Aurora Hernandez waits for her latest client to finish showering at St. Vincent de Paul’s main campus in downtown Phoenix where she hands out clean clothing to the homeless and vulnerable. “We’re doing God’s work,” she said.

In recognition of the Jubilee Year of Mercy declared by Pope Francis, every month The Catholic Sun will feature a “Missionary of Mercy” who exemplifies one of the corporal or spiritual works of mercy.

Practical ways to clothe the naked

Growing up in Phoenix as one of 10 children, Aurora Hernandez experienced firsthand the struggles of poverty. Her father worked for a meat company, and she and her siblings shoveled manure and cleaned out the animal pens. Her mother made dresses for the girls out of old flour sacks.

“We ran around barefoot in the summer because we just didn’t have shoes,” Hernandez said. “I remember helping my mother make bars of soap because we washed on the board.”

A lifelong Catholic, Hernandez has spent seven years helping the homeless and poor who visit the St. Vincent de Paul Society’s main campus in South Phoenix. On Thursdays, she greets the large crowd who wait inside the lobby. One by one, they visit her cubicle for an intake interview.

On a hot afternoon, a gaunt-looking young woman with a dark ponytail who calls herself Mikey sits as Hernandez goes through a series of questions. Her legal name is actually something else entirely, but Hernandez is unfazed.

“The last check I wrote was for a million dollars,” the woman tells Hernandez. “If somebody knew my dad they could call him. He’s famous. I’m not really homeless. Those people kidnapped me.”

“Oh my,” Hernandez responds mildly. She’s heard this kind of thing before. “Drugs,” she tells The Catholic Sun. “All you can do is just lend them a shoulder because sometimes all they want is someone to talk to.”
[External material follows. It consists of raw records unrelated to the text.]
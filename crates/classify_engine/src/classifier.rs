use std::time::Duration;

use client_logging::{client_debug, client_info};
use futures_util::StreamExt;
use reqwest::multipart::{Form, Part};
use reqwest::{Response, StatusCode, Url};

use crate::wire::{parse_categories, parse_health, parse_prediction};
use crate::{Classification, ClassifyError, FailureKind, HealthReport, ImageUpload};

/// Error bodies are only read for their message.
const ERROR_BODY_LIMIT: u64 = 64 * 1024;

#[derive(Debug, Clone)]
pub struct ClassifierSettings {
    /// Base URL of the server, e.g. `http://localhost:5000`.
    pub endpoint: String,
    pub predict_path: String,
    pub health_path: String,
    pub categories_path: String,
    /// Multipart field carrying the image.
    pub field_name: String,
    pub connect_timeout: Duration,
    pub request_timeout: Duration,
    pub max_response_bytes: u64,
}

impl Default for ClassifierSettings {
    fn default() -> Self {
        Self {
            endpoint: "http://localhost:5000".to_string(),
            predict_path: "predict".to_string(),
            health_path: "health".to_string(),
            categories_path: "categories".to_string(),
            field_name: "image".to_string(),
            connect_timeout: Duration::from_secs(10),
            request_timeout: Duration::from_secs(60),
            max_response_bytes: 8 * 1024 * 1024,
        }
    }
}

#[async_trait::async_trait]
pub trait Classifier: Send + Sync {
    /// Issues exactly one request; never retries.
    async fn classify(&self, upload: &ImageUpload) -> Result<Classification, ClassifyError>;

    async fn health(&self) -> Result<HealthReport, ClassifyError>;

    async fn categories(&self) -> Result<Vec<String>, ClassifyError>;
}

#[derive(Debug, Clone)]
pub struct ReqwestClassifier {
    settings: ClassifierSettings,
}

impl ReqwestClassifier {
    pub fn new(settings: ClassifierSettings) -> Self {
        Self { settings }
    }

    fn build_client(&self) -> Result<reqwest::Client, ClassifyError> {
        reqwest::Client::builder()
            .connect_timeout(self.settings.connect_timeout)
            .timeout(self.settings.request_timeout)
            .build()
            .map_err(|err| ClassifyError::new(FailureKind::Network, err.to_string()))
    }

    fn url_for(&self, path: &str) -> Result<Url, ClassifyError> {
        let mut base = Url::parse(&self.settings.endpoint)
            .map_err(|err| ClassifyError::new(FailureKind::InvalidEndpoint, err.to_string()))?;
        if !base.path().ends_with('/') {
            let with_slash = format!("{}/", base.path());
            base.set_path(&with_slash);
        }
        base.join(path.trim_start_matches('/'))
            .map_err(|err| ClassifyError::new(FailureKind::InvalidEndpoint, err.to_string()))
    }

    /// Reads the body of a 2xx response up to `max_response_bytes`. Error
    /// responses are truncated to `ERROR_BODY_LIMIT` instead of rejected so
    /// their status is still reported.
    async fn read_body(&self, response: Response) -> Result<(StatusCode, Vec<u8>), ClassifyError> {
        let status = response.status();
        let max_bytes = self.settings.max_response_bytes;
        if !status.is_success() {
            let limit = ERROR_BODY_LIMIT.min(max_bytes);
            return Ok((status, read_truncated(response, limit).await));
        }
        if let Some(content_len) = response.content_length() {
            if content_len > max_bytes {
                return Err(too_large(max_bytes, content_len));
            }
        }

        let mut body = Vec::new();
        let mut stream = response.bytes_stream();
        while let Some(chunk) = stream.next().await {
            let chunk = chunk.map_err(map_reqwest_error)?;
            let next_len = body.len() as u64 + chunk.len() as u64;
            if next_len > max_bytes {
                return Err(too_large(max_bytes, next_len));
            }
            body.extend_from_slice(&chunk);
        }
        Ok((status, body))
    }

    async fn get(&self, path: &str) -> Result<(StatusCode, Vec<u8>), ClassifyError> {
        let url = self.url_for(path)?;
        let client = self.build_client()?;
        client_debug!("GET {}", url);
        let response = client.get(url).send().await.map_err(map_reqwest_error)?;
        self.read_body(response).await
    }
}

#[async_trait::async_trait]
impl Classifier for ReqwestClassifier {
    async fn classify(&self, upload: &ImageUpload) -> Result<Classification, ClassifyError> {
        let url = self.url_for(&self.settings.predict_path)?;
        let client = self.build_client()?;

        let part = Part::bytes(upload.bytes.to_vec())
            .file_name(upload.file_name.clone())
            .mime_str(&upload.mime_type)
            .map_err(|err| ClassifyError::new(FailureKind::Network, err.to_string()))?;
        let form = Form::new().part(self.settings.field_name.clone(), part);

        client_info!(
            "POST {} file={} bytes={}",
            url,
            upload.file_name,
            upload.bytes.len()
        );
        let response = client
            .post(url)
            .multipart(form)
            .send()
            .await
            .map_err(map_reqwest_error)?;

        let (status, body) = self.read_body(response).await?;
        client_debug!("Predict response status={} bytes={}", status, body.len());
        parse_prediction(status, &body)
    }

    async fn health(&self) -> Result<HealthReport, ClassifyError> {
        let (status, body) = self.get(&self.settings.health_path).await?;
        parse_health(status, &body)
    }

    async fn categories(&self) -> Result<Vec<String>, ClassifyError> {
        let (status, body) = self.get(&self.settings.categories_path).await?;
        parse_categories(status, &body)
    }
}

async fn read_truncated(response: Response, limit: u64) -> Vec<u8> {
    let mut body = Vec::new();
    let mut stream = response.bytes_stream();
    while let Some(Ok(chunk)) = stream.next().await {
        let room = limit.saturating_sub(body.len() as u64) as usize;
        body.extend_from_slice(&chunk[..chunk.len().min(room)]);
        if body.len() as u64 >= limit {
            break;
        }
    }
    body
}

fn too_large(max_bytes: u64, actual: u64) -> ClassifyError {
    ClassifyError::new(
        FailureKind::TooLarge { max_bytes, actual },
        format!("{actual} bytes exceeds the {max_bytes} byte limit"),
    )
}

fn map_reqwest_error(err: reqwest::Error) -> ClassifyError {
    if err.is_timeout() {
        return ClassifyError::new(FailureKind::Timeout, err.to_string());
    }
    if err.is_decode() {
        return ClassifyError::new(FailureKind::MalformedResponse, err.to_string());
    }
    ClassifyError::new(FailureKind::Network, error_chain(&err))
}

/// `reqwest::Error`'s Display hides the underlying cause (e.g. "connection refused").
fn error_chain(err: &dyn std::error::Error) -> String {
    let mut message = err.to_string();
    let mut source = err.source();
    while let Some(cause) = source {
        message.push_str(": ");
        message.push_str(&cause.to_string());
        source = cause.source();
    }
    message
}

#[cfg(test)]
mod tests {
    use super::{ClassifierSettings, ReqwestClassifier};
    use crate::FailureKind;

    fn classifier(endpoint: &str) -> ReqwestClassifier {
        ReqwestClassifier::new(ClassifierSettings {
            endpoint: endpoint.to_string(),
            ..ClassifierSettings::default()
        })
    }

    #[test]
    fn joins_paths_onto_endpoint() {
        let url = classifier("http://localhost:5000").url_for("predict").unwrap();
        assert_eq!(url.as_str(), "http://localhost:5000/predict");

        let url = classifier("http://host/api").url_for("/health").unwrap();
        assert_eq!(url.as_str(), "http://host/api/health");

        let url = classifier("http://host/api/").url_for("categories").unwrap();
        assert_eq!(url.as_str(), "http://host/api/categories");
    }

    #[test]
    fn too_large_message_names_both_sizes() {
        let err = super::too_large(8, 9_000_000);
        assert_eq!(
            err.to_string(),
            "response too large: 9000000 bytes exceeds the 8 byte limit"
        );
    }

    #[test]
    fn rejects_unparseable_endpoint() {
        let err = classifier("not a url").url_for("predict").unwrap_err();
        assert_eq!(err.kind, FailureKind::InvalidEndpoint);
    }
}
“Can I get a blanket?” the woman asks, her eyes downcast. She begins to smile at one point, but then covers her mouth with her hand to hide her crumbling teeth.

After the intake interview, it’s off to the showers. Hernandez stands in the room where row upon row of clean clothes are neatly stored in partitioned shelves.
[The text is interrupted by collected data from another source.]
use std::path::PathBuf;

use anyhow::Context;
use clap::Parser;
use classify_app::{run_app, ClientConfig, LogSetting};
use log::LevelFilter;

#[derive(Debug, Parser)]
#[command(name = "classify_app", about = "Classify images with a remote classification server")]
struct Cli {
    /// Base URL of the classification server.
    #[arg(long)]
    endpoint: Option<String>,
    /// RON configuration file.
    #[arg(long)]
    config: Option<PathBuf>,
    /// Where log output goes.
    #[arg(long, value_enum)]
    log: Option<LogSetting>,
    /// Log at debug level.
    #[arg(short, long)]
    verbose: bool,
}

fn main() -> anyhow::Result<()> {
    let cli = Cli::parse();

    let mut config = ClientConfig::load_or_default(cli.config.as_deref())?;
    if let Some(endpoint) = cli.endpoint {
        config.endpoint = endpoint;
    }
    if let Some(log) = cli.log {
        config.log = log;
    }
    config.validate().context("invalid configuration")?;

    let level = if cli.verbose {
        LevelFilter::Debug
    } else {
        LevelFilter::Info
    };
    client_logging::initialize(config.log.into(), level, &config.log_file);

    run_app(&config)
}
“They get a fresh shirt, socks and underwear once a week and pants once a month. And we also give laundry soap,” Hernandez said. “We go out there with two T-shirts, a light and a dark, and we ask them, ‘Which do you prefer?’

“They come here and they say, ‘I can interview at this job if I can get cleaned up.’ They get cleaned up and they go out the door and they smile when they see you. It makes you feel good.”
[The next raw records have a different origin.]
//! Session controller: owns the state, runs effects, and publishes view snapshots.

use std::path::Path;
use std::sync::mpsc;
use std::time::Duration;

use bytes::Bytes;
use classify_core::{update, AppState, AppViewModel, Effect, Msg, SubmissionId, SubmitRejected};
use classify_engine::EngineHandle;
use client_logging::client_debug;

use crate::effects::EffectRunner;

/// Receives a fresh snapshot whenever the state changes.
pub trait ViewSink {
    fn publish(&self, view: &AppViewModel);
}

pub struct ChannelViewSink {
    tx: mpsc::Sender<AppViewModel>,
}

impl ChannelViewSink {
    pub fn new(tx: mpsc::Sender<AppViewModel>) -> Self {
        Self { tx }
    }
}

impl ViewSink for ChannelViewSink {
    fn publish(&self, view: &AppViewModel) {
        let _ = self.tx.send(view.clone());
    }
}

/// One controller per session. All mutations go through `update`.
pub struct Controller {
    state: AppState,
    runner: EffectRunner,
    sinks: Vec<Box<dyn ViewSink>>,
}

impl Controller {
    /// `endpoint` is only used to explain transport failures.
    pub fn new(engine: EngineHandle, endpoint: impl Into<String>) -> Self {
        Self {
            state: AppState::new(),
            runner: EffectRunner::new(engine, endpoint.into()),
            sinks: Vec::new(),
        }
    }

    /// Registers `sink` and immediately sends it the current snapshot.
    pub fn subscribe(&mut self, sink: Box<dyn ViewSink>) {
        sink.publish(&self.state.view());
        self.sinks.push(sink);
    }

    pub fn snapshot(&self) -> AppViewModel {
        self.state.view()
    }

    pub fn state(&self) -> &AppState {
        &self.state
    }

    pub fn start(&mut self) {
        self.dispatch(Msg::Startup);
    }

    pub fn select_input(&mut self, file_name: impl Into<String>, bytes: impl Into<Bytes>) {
        self.dispatch(Msg::InputSelected {
            file_name: file_name.into(),
            bytes: bytes.into(),
        });
    }

    /// Reads `path` and selects it. Read failures leave the state untouched.
    pub fn select_file(&mut self, path: &Path) -> std::io::Result<()> {
        let bytes = std::fs::read(path)?;
        let file_name = path
            .file_name()
            .map(|name| name.to_string_lossy().into_owned())
            .unwrap_or_else(|| path.display().to_string());
        self.select_input(file_name, bytes);
        Ok(())
    }

    /// Starts a submission. A rejected submit still surfaces in the state
    /// (validation banner) but issues no request.
    pub fn submit(&mut self) -> Result<SubmissionId, SubmitRejected> {
        let precondition = self.state.check_submit();
        let effects = self.apply(Msg::SubmitClicked);
        let submission = self.state.in_flight();
        self.run(effects);
        precondition?;
        submission.ok_or(SubmitRejected::NoInput)
    }

    pub fn reset(&mut self) {
        self.dispatch(Msg::ResetClicked);
    }

    pub fn dismiss_error(&mut self) {
        self.dispatch(Msg::ErrorDismissed);
    }

    pub fn request_health(&mut self) {
        self.dispatch(Msg::HealthRequested);
    }

    pub fn request_categories(&mut self) {
        self.dispatch(Msg::CategoriesRequested);
    }

    /// Stops the engine. Submissions made afterwards fail as transport errors.
    pub fn shutdown(&mut self) {
        self.runner.shutdown();
    }

    /// Applies every engine completion that is already available.
    pub fn pump(&mut self) -> usize {
        let mut applied = 0;
        while let Some(msg) = self.runner.try_next() {
            self.dispatch(msg);
            applied += 1;
        }
        applied
    }

    /// Waits up to `timeout` for one engine completion, then drains the rest.
    pub fn pump_timeout(&mut self, timeout: Duration) -> usize {
        match self.runner.wait_next(timeout) {
            Some(msg) => {
                self.dispatch(msg);
                1 + self.pump()
            }
            None => 0,
        }
    }

    pub fn dispatch(&mut self, msg: Msg) {
        let effects = self.apply(msg);
        self.run(effects);
    }

    /// Runs `update` and publishes the new snapshot if anything changed.
    fn apply(&mut self, msg: Msg) -> Vec<Effect> {
        client_debug!("dispatch {:?}", MsgLabel(&msg));
        let state = std::mem::take(&mut self.state);
        let (mut state, effects) = update(state, msg);
        let was_dirty = state.consume_dirty();
        self.state = state;

        if was_dirty {
            let view = self.state.view();
            for sink in &self.sinks {
                sink.publish(&view);
            }
        }
        effects
    }

    fn run(&mut self, effects: Vec<Effect>) {
        for msg in self.runner.enqueue(effects) {
            self.dispatch(msg);
        }
    }
}

/// Debug label that leaves image payloads out of the log.
struct MsgLabel<'a>(&'a Msg);

impl std::fmt::Debug for MsgLabel<'_> {
    fn fmt(&self, f: &mut std::fmt::Formatter<'_>) -> std::fmt::Result {
        match self.0 {
            Msg::InputSelected { file_name, bytes } => {
                write!(f, "InputSelected({file_name}, {} bytes)", bytes.len())
            }
            Msg::SubmissionSettled {
                submission_id,
                outcome,
            } => write!(
                f,
                "SubmissionSettled({submission_id}, {})",
                if outcome.is_ok() { "ok" } else { "failed" }
            ),
            Msg::CategoriesLoaded(categories) => {
                write!(f, "CategoriesLoaded({} categories)", categories.len())
            }
            other => write!(f, "{other:?}"),
        }
    }
}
The homeless, Hernandez said, feel as though they are invisible, untouchable. Hernandez breaks through by simply acknowledging them and asking questions. Their clothes, she says, are often stiff from sweat and grime.

“It’s hard to breathe because they smell bad, but you don’t want to hurt their feelings. Because they know.”

One day, she said, a man started screaming in the shower. “The ladies here ran to help him,” Hernandez said. “He was screaming because he had maggots.”

The Our Lady of the Valley parishioner said she leaves the St. Vincent de Paul Society’s campus each week with a feeling of accomplishment. “We’re doing God’s work here,” Hernandez said. “Somebody has to lend a hand.”